◆ MATERIAL SUPPLIED ◆
§ §

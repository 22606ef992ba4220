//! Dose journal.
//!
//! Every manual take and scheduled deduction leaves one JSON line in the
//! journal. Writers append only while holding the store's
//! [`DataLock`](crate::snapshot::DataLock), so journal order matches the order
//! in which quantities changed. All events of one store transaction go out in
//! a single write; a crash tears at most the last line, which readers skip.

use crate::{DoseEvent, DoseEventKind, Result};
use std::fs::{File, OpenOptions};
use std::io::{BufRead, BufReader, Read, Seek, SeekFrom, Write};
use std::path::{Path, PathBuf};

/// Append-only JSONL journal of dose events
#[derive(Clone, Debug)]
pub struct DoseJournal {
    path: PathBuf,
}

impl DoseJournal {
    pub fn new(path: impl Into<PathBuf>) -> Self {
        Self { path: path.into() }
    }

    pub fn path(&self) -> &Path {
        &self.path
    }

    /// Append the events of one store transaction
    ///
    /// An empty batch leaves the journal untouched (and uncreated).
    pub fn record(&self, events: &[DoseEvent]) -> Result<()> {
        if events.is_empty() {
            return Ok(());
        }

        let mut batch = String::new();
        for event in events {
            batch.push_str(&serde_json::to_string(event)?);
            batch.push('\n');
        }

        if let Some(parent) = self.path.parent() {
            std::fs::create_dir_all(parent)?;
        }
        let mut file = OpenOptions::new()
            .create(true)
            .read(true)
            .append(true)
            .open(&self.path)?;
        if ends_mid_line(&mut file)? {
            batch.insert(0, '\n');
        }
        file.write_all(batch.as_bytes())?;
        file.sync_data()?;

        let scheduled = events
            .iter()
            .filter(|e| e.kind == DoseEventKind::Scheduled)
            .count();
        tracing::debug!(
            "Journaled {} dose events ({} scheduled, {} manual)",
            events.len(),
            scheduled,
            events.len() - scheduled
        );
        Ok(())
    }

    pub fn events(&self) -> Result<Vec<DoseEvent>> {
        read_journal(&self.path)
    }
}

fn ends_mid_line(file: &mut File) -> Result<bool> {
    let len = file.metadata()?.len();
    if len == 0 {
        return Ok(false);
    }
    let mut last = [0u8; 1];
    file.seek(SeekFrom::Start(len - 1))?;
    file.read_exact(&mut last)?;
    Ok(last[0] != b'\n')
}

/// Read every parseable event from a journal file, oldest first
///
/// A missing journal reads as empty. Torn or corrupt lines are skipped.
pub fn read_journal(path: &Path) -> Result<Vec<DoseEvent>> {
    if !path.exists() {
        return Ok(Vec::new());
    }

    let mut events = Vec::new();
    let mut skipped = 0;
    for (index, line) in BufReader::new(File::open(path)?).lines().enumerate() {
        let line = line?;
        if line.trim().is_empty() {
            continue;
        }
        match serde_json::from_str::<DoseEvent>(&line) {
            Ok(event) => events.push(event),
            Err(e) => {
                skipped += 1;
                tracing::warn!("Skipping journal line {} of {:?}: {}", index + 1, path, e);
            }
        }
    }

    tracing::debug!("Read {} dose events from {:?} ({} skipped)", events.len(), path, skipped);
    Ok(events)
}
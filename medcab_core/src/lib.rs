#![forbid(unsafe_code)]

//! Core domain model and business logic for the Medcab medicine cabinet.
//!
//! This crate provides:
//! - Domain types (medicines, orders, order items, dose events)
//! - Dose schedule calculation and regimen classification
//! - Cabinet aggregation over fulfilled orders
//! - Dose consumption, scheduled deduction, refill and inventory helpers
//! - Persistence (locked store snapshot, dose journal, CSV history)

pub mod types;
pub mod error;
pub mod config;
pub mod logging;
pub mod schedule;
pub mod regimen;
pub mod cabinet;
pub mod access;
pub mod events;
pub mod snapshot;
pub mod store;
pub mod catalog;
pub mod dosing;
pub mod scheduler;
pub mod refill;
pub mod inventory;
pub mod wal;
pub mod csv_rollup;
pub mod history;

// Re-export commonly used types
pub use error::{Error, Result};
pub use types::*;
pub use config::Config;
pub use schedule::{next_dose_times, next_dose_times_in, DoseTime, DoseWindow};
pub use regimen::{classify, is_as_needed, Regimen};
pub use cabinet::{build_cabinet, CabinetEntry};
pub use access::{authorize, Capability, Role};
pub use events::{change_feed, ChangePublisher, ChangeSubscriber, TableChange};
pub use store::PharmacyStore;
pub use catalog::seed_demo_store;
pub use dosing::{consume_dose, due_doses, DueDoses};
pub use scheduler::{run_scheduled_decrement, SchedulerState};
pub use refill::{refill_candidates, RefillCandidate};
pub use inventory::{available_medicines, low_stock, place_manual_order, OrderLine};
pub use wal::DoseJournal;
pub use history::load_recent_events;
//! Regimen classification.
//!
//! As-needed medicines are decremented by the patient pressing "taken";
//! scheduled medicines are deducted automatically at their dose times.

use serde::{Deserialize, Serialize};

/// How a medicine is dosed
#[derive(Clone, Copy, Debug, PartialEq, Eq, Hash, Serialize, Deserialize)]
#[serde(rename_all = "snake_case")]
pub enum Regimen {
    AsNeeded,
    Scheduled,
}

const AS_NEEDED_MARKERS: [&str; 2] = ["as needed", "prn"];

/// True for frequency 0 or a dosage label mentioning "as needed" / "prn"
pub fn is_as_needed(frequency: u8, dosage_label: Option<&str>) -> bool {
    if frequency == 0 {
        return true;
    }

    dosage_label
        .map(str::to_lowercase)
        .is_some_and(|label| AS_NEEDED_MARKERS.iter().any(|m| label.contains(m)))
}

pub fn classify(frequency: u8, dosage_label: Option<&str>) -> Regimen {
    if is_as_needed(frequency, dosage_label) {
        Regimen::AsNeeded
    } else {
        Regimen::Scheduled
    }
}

§ §

Look through the material for "PathBuf". Copy each line that has it.

use std::path::{Path, PathBuf};
    path: PathBuf,
    pub fn new(path: impl Into<PathBuf>) -> Self {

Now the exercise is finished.